EFA
- A multivariate method in which to determine the relationships and
patterns between variables.
- EFA examines a pattern of correlations/covariances between the items
and tries to determine if they are influenced by the same or a different
underlying factor.
- EFA requires the data to be multivariate normal and have
linear relationships
- If you violate these assumptions, you can move to Multidimensional
scaling (MDS), which is more flexible
- EFA is different from Confirmatory Factor Analysis (CFA) in which
you are trying to confirm a specific set of attempts to confirm how
things should be related to one another using an SEM model
- EFA usages: (see Yong & Pearce, 2013)
- Develop Scales: such as Big 5 Personality
- Item’s Analysis: which test items go together (to test specific
constructs)
- Dimensionality reduction: Which items/questions/features are most
important (strength of which things bind together) and create “factor
scores” representing underlying constructs for use in other
analyses.
Collect items measured in the same units
- You might need to reverse score the items or recode/transform them
Visualize the patterns in the data
Helpful to look at the patterns before you go further
Take data (BFI228) of the “study on personality and relationship
satisfaction (Luo, 2005). The participants were 228 undergraduate
students at a large public university in the US. The data were
participants’ self-ratings on the 44 items of the Big Five Inventory
(John, Donahue, & Kentle, 1991). These items are Likert variables:
disagree strongly (1), disagree a little (2), neither agree nor disagree
(3), agree a little (4), and agree strongly (5)”. Taken from the
EFAutilities package.
library(psych)
library(corrplot)
library(EFAutilities)
data(BFI228)
DataSet<-as.data.frame(BFI228)
corrplot(cor(DataSet, method='spearman'), order = "hclust",
hclust.method = "ward.D2", tl.col='black', tl.cex=.75)

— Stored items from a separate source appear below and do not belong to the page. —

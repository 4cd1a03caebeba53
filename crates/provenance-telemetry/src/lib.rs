//! # Provenance Telemetry
//!
//! Structured logging for the provenance registry.
//!
//! ## Usage
//!
//! ```rust,ignore
//! use provenance_telemetry::{init_telemetry, TelemetryConfig};
//!
//! fn main() -> anyhow::Result<()> {
//!     let _guard = init_telemetry(TelemetryConfig::from_env())?;
//!     // Logs are now filtered and formatted
//!     Ok(())
//! }
//! ```
//!
//! ## Environment Variables
//!
//! | Variable | Default | Description |
//! |----------|---------|-------------|
//! | `PC_LOG_LEVEL` / `RUST_LOG` | `info` | Log level filter |
//! | `PC_JSON_LOGS` | `false` (`true` in containers) | JSON lines output |
//! | `PC_CONSOLE_OUTPUT` | `true` | Write logs to stdout |
//! | `PC_SERVICE_NAME` | `provenance-chain` | Service name |

#![warn(missing_docs)]

mod config;
mod logging;
mod tracing_setup;

pub use config::TelemetryConfig;
pub use tracing_setup::build_filter;

use thiserror::Error;

/// Telemetry initialization errors
#[derive(Error, Debug)]
pub enum TelemetryError {
    /// The log level is not a valid filter directive.
    #[error("Invalid log filter: {0}")]
    Filter(String),

    /// A global subscriber is already installed.
    #[error("Failed to install subscriber: {0}")]
    SubscriberInit(String),
}

/// Install the global subscriber described by `config`.
///
/// Returns a guard to hold for the lifetime of the application.
pub fn init_telemetry(config: TelemetryConfig) -> Result<TelemetryGuard, TelemetryError> {
    tracing_setup::init_tracing(&config)?;
    Ok(TelemetryGuard {
        service_name: config.service_name,
    })
}

/// Guard that keeps telemetry active. Logs shutdown on drop.
pub struct TelemetryGuard {
    service_name: String,
}

impl TelemetryGuard {
    /// Service name the subscriber was installed for.
    pub fn service_name(&self) -> &str {
        &self.service_name
    }
}

impl Drop for TelemetryGuard {
    fn drop(&mut self) {
        tracing::info!(service = %self.service_name, "Shutting down telemetry...");
    }
}
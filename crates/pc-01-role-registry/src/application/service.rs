//! # Role Registry Service
//!
//! Application service owning participant records.
//!
//! Writes hold the registry-wide `WriteGate` for their whole check-then-act
//! sequence and publish their event before releasing it. Reads take only
//! the store's read lock.

use parking_lot::RwLock;
use shared_bus::{
    EventPublisher, InMemoryEventBus, ParticipantVerified, ProvenanceEvent, VerificationRevoked,
};
use shared_types::entities::{short_hex, Address, Role};
use shared_types::errors::{Classified, StorageError};
use shared_types::gate::WriteGate;
use shared_types::storage::KeyValueStore;
use shared_types::time::TimeSource;
use std::sync::Arc;

use crate::adapters::ParticipantStore;
use crate::domain::{
    invariant_admin, invariant_nonzero, parse_role, Participant, ParticipantStatus,
    RoleRegistryError, ASSIGNABLE_ROLES,
};
use crate::ports::{RoleRegistryApi, RoleVerifier};

/// Role Registry Service - owns and gates participant records.
pub struct RoleRegistryService<S: KeyValueStore> {
    /// Participant records.
    store: RwLock<ParticipantStore<S>>,
    /// Registry-wide writer mutex.
    gate: WriteGate,
    /// Source of `verified_at`.
    time: Arc<dyn TimeSource>,
    /// Event sink.
    publisher: Arc<dyn EventPublisher>,
}

impl<S: KeyValueStore> RoleRegistryService<S> {
    /// Open the registry over `kv`, serializing writes on `gate`.
    ///
    /// When the store holds no participants yet, `genesis_admin` is recorded
    /// as a verified admin. A store that already holds participants is left
    /// untouched.
    pub fn new(
        kv: S,
        genesis_admin: Address,
        gate: WriteGate,
        time: Arc<dyn TimeSource>,
    ) -> Result<Self, RoleRegistryError> {
        invariant_nonzero(&genesis_admin)?;

        let mut store = ParticipantStore::new(kv);
        let existing = store.count()?;
        if existing == 0 {
            let admin = Participant::verified(genesis_admin, Role::Admin, time.now());
            store.put(&admin)?;
            tracing::info!(
                "[pc-01] Bootstrapped genesis admin {}",
                short_hex(&genesis_admin)
            );
        } else {
            tracing::info!("[pc-01] Loaded {} existing participants", existing);
            if !store
                .get(&genesis_admin)?
                .is_some_and(|p| p.status().holds(Role::Admin))
            {
                tracing::warn!(
                    "[pc-01] Configured admin {} is not a verified admin in the existing store",
                    short_hex(&genesis_admin)
                );
            }
        }

        Ok(Self {
            store: RwLock::new(store),
            gate,
            time,
            publisher: Arc::new(InMemoryEventBus::new()),
        })
    }

    /// Publish events to `publisher` instead of a private bus.
    pub fn with_publisher(mut self, publisher: Arc<dyn EventPublisher>) -> Self {
        self.publisher = publisher;
        self
    }

    fn status_of(&self, address: &Address) -> Result<ParticipantStatus, StorageError> {
        Ok(self
            .store
            .read()
            .get(address)?
            .map(|p| p.status())
            .unwrap_or_default())
    }

    fn try_verify(
        &self,
        caller: &Address,
        address: Address,
        role_id: u8,
    ) -> Result<ParticipantVerified, RoleRegistryError> {
        invariant_admin(caller, &self.status_of(caller)?)?;
        invariant_nonzero(&address)?;
        let role = parse_role(role_id)?;

        if self.status_of(&address)?.verified {
            return Err(RoleRegistryError::AlreadyVerified { address });
        }

        let participant = Participant::verified(address, role, self.time.now());
        self.store.write().put(&participant)?;

        Ok(ParticipantVerified { address, role })
    }

    fn try_revoke(
        &self,
        caller: &Address,
        address: Address,
    ) -> Result<VerificationRevoked, RoleRegistryError> {
        invariant_admin(caller, &self.status_of(caller)?)?;
        invariant_nonzero(&address)?;

        let current = self
            .store
            .read()
            .get(&address)?
            .filter(|p| p.verified)
            .ok_or(RoleRegistryError::NotVerified { address })?;

        self.store.write().put(&current.revoked())?;

        Ok(VerificationRevoked { address })
    }

    fn verify(
        &self,
        caller: &Address,
        address: Address,
        role_id: u8,
    ) -> Result<ParticipantVerified, RoleRegistryError> {
        let _gate = self.gate.acquire();

        match self.try_verify(caller, address, role_id) {
            Ok(event) => {
                tracing::info!(
                    "[pc-01] ✅ Verified {} as {}",
                    short_hex(&address),
                    event.role
                );
                self.publisher.publish(ProvenanceEvent::from(event));
                Ok(event)
            }
            Err(err) => {
                self.log_rejection("Verify", &address, &err);
                Err(err)
            }
        }
    }

    fn log_rejection(&self, operation: &str, address: &Address, err: &RoleRegistryError) {
        if err.is_fatal() {
            tracing::error!(
                "[pc-01] {} {} failed: {}",
                operation,
                short_hex(address),
                err
            );
        } else {
            tracing::warn!(
                "[pc-01] {} {} rejected: {}",
                operation,
                short_hex(address),
                err
            );
        }
    }
}

impl<S: KeyValueStore> RoleVerifier for RoleRegistryService<S> {
    fn is_verified_for_role(&self, address: &Address, role: Role) -> Result<bool, StorageError> {
        Ok(self.status_of(address)?.holds(role))
    }

    fn get_participant_status(
        &self,
        address: &Address,
    ) -> Result<ParticipantStatus, StorageError> {
        self.status_of(address)
    }

    fn write_gate(&self) -> Option<&WriteGate> {
        Some(&self.gate)
    }
}

impl<S: KeyValueStore> RoleRegistryApi for RoleRegistryService<S> {
    fn verify_participant(
        &self,
        caller: &Address,
        address: Address,
        role: Role,
    ) -> Result<ParticipantVerified, RoleRegistryError> {
        self.verify(caller, address, role.id())
    }

    fn verify_participant_by_id(
        &self,
        caller: &Address,
        address: Address,
        role_id: u8,
    ) -> Result<ParticipantVerified, RoleRegistryError> {
        self.verify(caller, address, role_id)
    }

    fn revoke_verification(
        &self,
        caller: &Address,
        address: Address,
    ) -> Result<VerificationRevoked, RoleRegistryError> {
        let _gate = self.gate.acquire();

        match self.try_revoke(caller, address) {
            Ok(event) => {
                tracing::info!("[pc-01] Revoked verification of {}", short_hex(&address));
                self.publisher.publish(ProvenanceEvent::from(event));
                Ok(event)
            }
            Err(err) => {
                self.log_rejection("Revoke", &address, &err);
                Err(err)
            }
        }
    }

    fn get_assignable_roles(&self) -> Vec<Role> {
        ASSIGNABLE_ROLES.to_vec()
    }

    fn participant_count(&self) -> Result<u64, StorageError> {
        self.store.read().count()
    }
}
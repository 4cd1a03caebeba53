//! # Domain Errors
//!
//! Error types for the product catalog.

use shared_types::entities::{display_product_id, short_hex, Address, ProductId};
use shared_types::errors::{Classified, ErrorKind, StorageError};
use shared_types::gate::GateMismatch;
use thiserror::Error;

/// Product catalog error types.
#[derive(Debug, Clone, PartialEq, Eq, Error)]
pub enum ProductCatalogError {
    /// Caller is not a verified manufacturer.
    #[error("{} is not a verified manufacturer", short_hex(.caller))]
    NotVerifiedManufacturer {
        /// The rejected caller.
        caller: Address,
    },

    /// Manufacturer address is the null identity.
    #[error("Invalid manufacturer: zero address")]
    InvalidManufacturer,

    /// A product with this id is already registered.
    #[error("Product {} already exists", display_product_id(.id))]
    ProductAlreadyExists {
        /// The duplicate id.
        id: ProductId,
    },

    /// No product with this id.
    #[error("Product {} not found", display_product_id(.id))]
    ProductNotFound {
        /// The missing id.
        id: ProductId,
    },

    /// Catalog and role registry serialize on different gates.
    #[error(transparent)]
    GateMismatch(#[from] GateMismatch),

    /// Persistence failure.
    #[error(transparent)]
    Storage(#[from] StorageError),
}

impl Classified for ProductCatalogError {
    fn kind(&self) -> ErrorKind {
        match self {
            Self::NotVerifiedManufacturer { .. } => ErrorKind::NotVerifiedManufacturer,
            Self::InvalidManufacturer => ErrorKind::InvalidManufacturer,
            Self::ProductAlreadyExists { .. } => ErrorKind::ProductAlreadyExists,
            Self::ProductNotFound { .. } => ErrorKind::ProductNotFound,
            Self::GateMismatch(_) => ErrorKind::GateMismatch,
            Self::Storage(_) => ErrorKind::Storage,
        }
    }
}
//! # Adapters
//!
//! Concrete storage backends and process-level guards for the node.

pub mod lock;
pub mod storage;

pub use lock::{DatabaseLock, LockError};
pub use storage::{DynStore, FileBackedKVStore, RegistryStores};
//! # Event Publisher
//!
//! Defines the publishing side of the event bus.

use crate::events::{EventFilter, ProvenanceEvent};
use crate::subscriber::Subscription;
use crate::DEFAULT_CHANNEL_CAPACITY;
use parking_lot::Mutex;
use tokio::sync::broadcast;
use tracing::debug;

/// Trait for publishing events to the bus.
///
/// Publishing is synchronous: components call it from inside a write, while
/// holding the registry write gate.
pub trait EventPublisher: Send + Sync {
    /// Publish an event to the bus.
    ///
    /// Returns the number of active subscribers that received the event.
    /// Zero subscribers is not an error.
    fn publish(&self, event: ProvenanceEvent) -> usize;

    /// Get the total number of events published.
    fn events_published(&self) -> u64;
}

/// An event stamped with its position on the bus.
#[derive(Debug, Clone)]
pub(crate) struct Sequenced {
    /// Zero-based publish order.
    pub(crate) seq: u64,
    pub(crate) event: ProvenanceEvent,
}

/// In-memory implementation of the event bus.
///
/// Uses `tokio::sync::broadcast` for multi-producer, multi-consumer semantics.
/// Every event gets the next bus sequence number, so a subscriber that lags
/// can name exactly which events it missed.
pub struct InMemoryEventBus {
    /// Broadcast sender for events.
    sender: broadcast::Sender<Sequenced>,

    /// Next sequence number; also the total events published.
    next_seq: Mutex<u64>,

    /// Channel capacity.
    capacity: usize,
}

impl InMemoryEventBus {
    /// Create a new in-memory event bus with default capacity.
    #[must_use]
    pub fn new() -> Self {
        Self::with_capacity(DEFAULT_CHANNEL_CAPACITY)
    }

    /// Create a new in-memory event bus with specified capacity.
    ///
    /// A capacity of zero is raised to one.
    #[must_use]
    pub fn with_capacity(capacity: usize) -> Self {
        let capacity = capacity.max(1);
        let (sender, _) = broadcast::channel(capacity);
        Self {
            sender,
            next_seq: Mutex::new(0),
            capacity,
        }
    }

    /// Subscribe to events matching a filter.
    ///
    /// Only events published after this call are delivered.
    #[must_use]
    pub fn subscribe(&self, filter: EventFilter) -> Subscription {
        debug!(topics = ?filter.topics, "New subscription created");
        Subscription::new(self.sender.subscribe(), filter)
    }

    /// Get the number of active subscribers.
    #[must_use]
    pub fn subscriber_count(&self) -> usize {
        self.sender.receiver_count()
    }

    /// Get the channel capacity.
    #[must_use]
    pub fn capacity(&self) -> usize {
        self.capacity
    }
}

impl Default for InMemoryEventBus {
    fn default() -> Self {
        Self::new()
    }
}

impl EventPublisher for InMemoryEventBus {
    fn publish(&self, event: ProvenanceEvent) -> usize {
        let topic = event.topic();
        let source = event.source_component();

        // Held across send so sequence order is channel order.
        let mut next_seq = self.next_seq.lock();
        let seq = *next_seq;
        *next_seq += 1;

        match self.sender.send(Sequenced { seq, event }) {
            Ok(receiver_count) => {
                debug!(
                    topic = ?topic,
                    source = source,
                    seq = seq,
                    receivers = receiver_count,
                    "Event published"
                );
                receiver_count
            }
            Err(_) => {
                debug!(
                    topic = ?topic,
                    source = source,
                    seq = seq,
                    "Event published with no receivers"
                );
                0
            }
        }
    }

    fn events_published(&self) -> u64 {
        *self.next_seq.lock()
    }
}
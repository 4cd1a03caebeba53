//! # Product Catalog Service
//!
//! Application service owning product records.

use parking_lot::RwLock;
use shared_bus::{EventPublisher, InMemoryEventBus, ProductRegistered, ProvenanceEvent};
use shared_types::entities::{display_product_id, is_zero_address, Address, ProductId, Role};
use shared_types::errors::{Classified, StorageError};
use shared_types::gate::WriteGate;
use shared_types::storage::KeyValueStore;
use shared_types::time::TimeSource;
use std::sync::Arc;

use crate::adapters::ProductStore;
use crate::domain::{Product, ProductCatalogError};
use crate::ports::{ProductCatalogApi, ProductCatalogReader, RoleVerifier};

/// Product Catalog Service - manufacturer-gated registration.
pub struct ProductCatalogService<S: KeyValueStore> {
    /// Product records.
    store: RwLock<ProductStore<S>>,
    /// Read-only role checks.
    roles: Arc<dyn RoleVerifier>,
    /// Registry-wide writer mutex.
    gate: WriteGate,
    /// Source of `registered_at`.
    time: Arc<dyn TimeSource>,
    /// Event sink.
    publisher: Arc<dyn EventPublisher>,
}

impl<S: KeyValueStore> ProductCatalogService<S> {
    /// Open the catalog over `kv`, serializing writes on `gate`.
    ///
    /// Fails with `GateMismatch` when `roles` reports a different gate.
    pub fn new(
        kv: S,
        roles: Arc<dyn RoleVerifier>,
        gate: WriteGate,
        time: Arc<dyn TimeSource>,
    ) -> Result<Self, ProductCatalogError> {
        gate.ensure_shared(roles.write_gate(), "pc-02", "pc-01")?;

        Ok(Self {
            store: RwLock::new(ProductStore::new(kv)),
            roles,
            gate,
            time,
            publisher: Arc::new(InMemoryEventBus::new()),
        })
    }

    /// Publish events to `publisher` instead of a private bus.
    pub fn with_publisher(mut self, publisher: Arc<dyn EventPublisher>) -> Self {
        self.publisher = publisher;
        self
    }

    fn try_register(
        &self,
        caller: &Address,
        id: ProductId,
        name: &str,
        manufacturer: Address,
    ) -> Result<ProductRegistered, ProductCatalogError> {
        if !self.roles.is_verified_for_role(caller, Role::Manufacturer)? {
            return Err(ProductCatalogError::NotVerifiedManufacturer { caller: *caller });
        }
        if is_zero_address(&manufacturer) {
            return Err(ProductCatalogError::InvalidManufacturer);
        }
        if self.store.read().contains(&id)? {
            return Err(ProductCatalogError::ProductAlreadyExists { id });
        }

        let product = Product {
            id,
            name: name.to_string(),
            manufacturer,
            registered_at: self.time.now(),
        };
        self.store.write().insert(&product)?;

        Ok(ProductRegistered {
            product_id: id,
            manufacturer,
        })
    }
}

impl<S: KeyValueStore> ProductCatalogReader for ProductCatalogService<S> {
    fn get_product_details(&self, id: &ProductId) -> Result<Product, ProductCatalogError> {
        self.store
            .read()
            .get(id)?
            .ok_or(ProductCatalogError::ProductNotFound { id: *id })
    }

    fn product_exists(&self, id: &ProductId) -> Result<bool, StorageError> {
        self.store.read().contains(id)
    }

    fn write_gate(&self) -> Option<&WriteGate> {
        Some(&self.gate)
    }
}

impl<S: KeyValueStore> ProductCatalogApi for ProductCatalogService<S> {
    fn register_product(
        &self,
        caller: &Address,
        id: ProductId,
        name: &str,
        manufacturer: Address,
    ) -> Result<ProductRegistered, ProductCatalogError> {
        let _gate = self.gate.acquire();

        match self.try_register(caller, id, name, manufacturer) {
            Ok(event) => {
                tracing::info!(
                    "[pc-02] 📦 Registered product {} ({})",
                    display_product_id(&id),
                    name
                );
                self.publisher.publish(ProvenanceEvent::from(event));
                Ok(event)
            }
            Err(err) if err.is_fatal() => {
                tracing::error!(
                    "[pc-02] Registering {} failed: {}",
                    display_product_id(&id),
                    err
                );
                Err(err)
            }
            Err(err) => {
                tracing::warn!(
                    "[pc-02] Registering {} rejected: {}",
                    display_product_id(&id),
                    err
                );
                Err(err)
            }
        }
    }

    fn product_count(&self) -> Result<u64, StorageError> {
        self.store.read().count()
    }
}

Do I have enough data to proceed?
- Kaiser Meyer Olkin (KMO) Measure of Sampling Adequacy (Howard,
2016)
- You could remove anything below .6 and if the overall is below .6
you cannot do a EFA
0.00 to 0.50 |
Unacceptable |
No |
0.50 to 0.60 |
Miserable |
No |
0.60 to 0.70 |
Mediocre |
Yes |
0.70 to 0.80 |
Middling |
Yes |
0.80 to 0.90 |
Meritorious |
Yes |
0.90 to 1.00 |
Marvelous |
Yes |
KMO(DataSet)
## Kaiser-Meyer-Olkin factor adequacy
## Call: KMO(r = DataSet)
## Overall MSA = 0.83
## MSA for each item =
## talkative researvedR fullenergy enthusiastic quietR
## 0.81 0.81 0.81 0.85 0.86
## assertive shyR outgoing findfaultR helpful
## 0.91 0.78 0.84 0.87 0.83
## quarrelsR forgiving trusting coldR considerate
## 0.84 0.82 0.81 0.83 0.83
## rudeR cooperative thorough carelessR reliable
## 0.84 0.82 0.85 0.88 0.81
## disorganizedR lazyR persevere efficient plans
## 0.78 0.81 0.78 0.85 0.84
## distractedR blue relaxedR tense worries
## 0.85 0.90 0.83 0.87 0.87
## emostableR moody calmR nervous ideas
## 0.84 0.83 0.86 0.87 0.87
## curious ingenious imagination inventive artistic
## 0.84 0.85 0.77 0.80 0.72
## routineR reflect nonartisticR sophisticated
## 0.56 0.84 0.75 0.67
Remove an item
Remove routineR as it is below .6
DataSet.2 <- subset(DataSet, select = -c(routineR))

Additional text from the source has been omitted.